▸ **Work item**
Line tally for the word "invalid": count the lines below that contain it and reply with the number alone.

▸ **Data for analysis**
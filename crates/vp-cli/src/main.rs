use anyhow::Result;
use clap::{Parser, Subcommand};
use std::path::PathBuf;
use tracing::debug;
use tracing_subscriber::EnvFilter;
use vp_cli::commands::device::CaptureOptions;
use vp_cli::commands::verify::VerifyOptions;
use vp_cli::commands::{chain, device, open_store, verify};
use vp_cli::config::Config;

/// Chunk provenance chain: register devices, append signed blocks, verify content.
#[derive(Parser, Debug)]
#[command(name = "vp", author = "vidprov contributors", version)]
struct Cli {
    /// Path to a TOML config file (default: ./vidprov.toml if present).
    #[arg(long, global = true)]
    config: Option<PathBuf>,

    /// Data directory; overrides `data_dir` from the config file.
    #[arg(long, global = true)]
    data_dir: Option<PathBuf>,

    #[command(subcommand)]
    command: Commands,
}

#[derive(Subcommand, Debug)]
enum Commands {
    /// Generate a new Ed25519 device keypair
    Keygen {
        /// Optional output path for the keypair (default: prints to stdout)
        output: Option<PathBuf>,
    },
    /// Register a device public key
    Register {
        /// Unique device identifier
        device_id: String,
        /// Hex-encoded Ed25519 public key
        public_key: String,
    },
    /// Build and sign the next block for a content chunk (prints JSON)
    Capture {
        /// Path to the chunk content
        content: PathBuf,
        /// Keypair file written by `vp keygen`
        #[arg(long)]
        key: PathBuf,
        /// Device the key belongs to
        #[arg(long)]
        device_id: String,
        /// Sensor fingerprint to record
        #[arg(long)]
        sensor: String,
        /// ISO-8601 capture time (default: now)
        #[arg(long)]
        timestamp: Option<String>,
    },
    /// Validate a block and append it to the canonical chain
    Append {
        /// Path to the block JSON
        block: PathBuf,
    },
    /// Verify content against a claimed chain fragment
    Verify {
        /// Path to the content file
        #[arg(long)]
        content: PathBuf,
        /// Path to the claimed blocks (JSON array)
        #[arg(long)]
        claim: PathBuf,
        /// Print the report as JSON
        #[arg(long)]
        json: bool,
    },
    /// Display the canonical chain
    Log,
    /// Re-check every invariant of the canonical chain
    Audit,
}

fn main() -> Result<()> {
    let cli = Cli::parse();
    let config = Config::load(cli.config.as_deref())?;
    init_tracing(&config.log_filter);

    let data_dir = cli.data_dir.unwrap_or(config.data_dir);
    debug!(data_dir = %data_dir.display(), "resolved data directory");

    match cli.command {
        Commands::Keygen { output } => device::cmd_keygen(output),
        Commands::Register {
            device_id,
            public_key,
        } => device::cmd_register(&open_store(&data_dir)?, &device_id, &public_key),
        Commands::Capture {
            content,
            key,
            device_id,
            sensor,
            timestamp,
        } => device::cmd_capture(
            &open_store(&data_dir)?,
            CaptureOptions {
                content,
                key,
                device_id,
                sensor,
                timestamp,
            },
        ),
        Commands::Append { block } => chain::cmd_append(&open_store(&data_dir)?, &block),
        Commands::Verify {
            content,
            claim,
            json,
        } => verify::cmd_verify(
            &open_store(&data_dir)?,
            VerifyOptions {
                content,
                claim,
                json,
            },
        ),
        Commands::Log => chain::cmd_log(&open_store(&data_dir)?),
        Commands::Audit => chain::cmd_audit(&open_store(&data_dir)?),
    }
}

fn init_tracing(default_filter: &str) {
    let filter =
        EnvFilter::try_from_default_env().unwrap_or_else(|_| EnvFilter::new(default_filter));
    tracing_subscriber::fmt()
        .with_env_filter(filter)
        .with_writer(std::io::stderr)
        .init();
}
//! Content verification command.

use anyhow::{Context, Result};
use colored::Colorize;
use std::fs;
use std::path::PathBuf;
use vp_prov::{parse_claim, verify_content, ChainStore, VerificationReport};

/// Inputs for `vp verify`.
pub struct VerifyOptions {
    pub content: PathBuf,
    pub claim: PathBuf,
    pub json: bool,
}

/// Handle the vp verify command.
///
/// Fails (non-zero exit) when the content is not proven authentic.
pub fn cmd_verify<S: ChainStore>(store: &S, opts: VerifyOptions) -> Result<()> {
    let content = fs::read(&opts.content)
        .with_context(|| format!("failed to read content {}", opts.content.display()))?;
    let claim_bytes = fs::read(&opts.claim)
        .with_context(|| format!("failed to read claim {}", opts.claim.display()))?;
    let claim = parse_claim(&claim_bytes).context("invalid claim")?;

    let report = verify_content(store, &content, &claim).context("failed to read chain")?;

    if opts.json {
        println!("{}", serde_json::to_string_pretty(&report)?);
    } else {
        print_report(&report);
    }

    if !report.overall_valid {
        anyhow::bail!("content failed verification");
    }
    Ok(())
}

fn print_report(report: &VerificationReport) {
    let rows = [
        ("Frame Hash", report.frame_hash_match, &report.frame_hash_details),
        (
            "Chain Continuity",
            report.chain_continuity,
            &report.chain_continuity_details,
        ),
        (
            "Signatures",
            report.signature_validity,
            &report.signature_validity_details,
        ),
        (
            "Sensor Fingerprints",
            report.sensor_fingerprint_validity,
            &report.sensor_fingerprint_details,
        ),
    ];

    println!("{}", "Verification Report".bold().underline());
    for (label, valid, details) in rows {
        let mark = if valid {
            "✓".green().bold()
        } else {
            "✗".red().bold()
        };
        println!("{} {}: {}", mark, label.bold(), details);
    }

    println!();
    let status = if report.overall_valid {
        "AUTHENTIC".green().bold()
    } else {
        "NOT VERIFIED".red().bold()
    };
    println!("  {}: {}", "Status".bold(), status);
}
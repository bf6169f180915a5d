//! Device registration.

use crate::parse::{validate_registration, ValidationError};
use crate::store::{ChainStore, StoreError};
use crate::types::Device;
use chrono::Utc;
use thiserror::Error;
use tracing::info;

/// Errors that can occur while registering a device.
#[derive(Debug, Error)]
pub enum RegisterError {
    #[error("invalid registration: {0}")]
    Validation(#[from] ValidationError),

    #[error("Device {0} already registered")]
    AlreadyRegistered(String),

    #[error("storage unavailable: {0}")]
    StorageUnavailable(#[source] StoreError),
}

/// Register a device under `device_id`, insert-if-absent.
pub fn register_device<S: ChainStore + ?Sized>(
    store: &S,
    device_id: &str,
    public_key_hex: &str,
) -> Result<Device, RegisterError> {
    validate_registration(device_id, public_key_hex)?;

    let device = Device {
        device_id: device_id.to_string(),
        public_key: public_key_hex.to_ascii_lowercase(),
        registered_at: Utc::now(),
    };
    let device = store.insert_device(device).map_err(|e| match e {
        StoreError::DeviceExists(id) => RegisterError::AlreadyRegistered(id),
        other => RegisterError::StorageUnavailable(other),
    })?;

    info!(device_id = %device.device_id, "device registered");
    Ok(device)
}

▸ **Expected answer**
2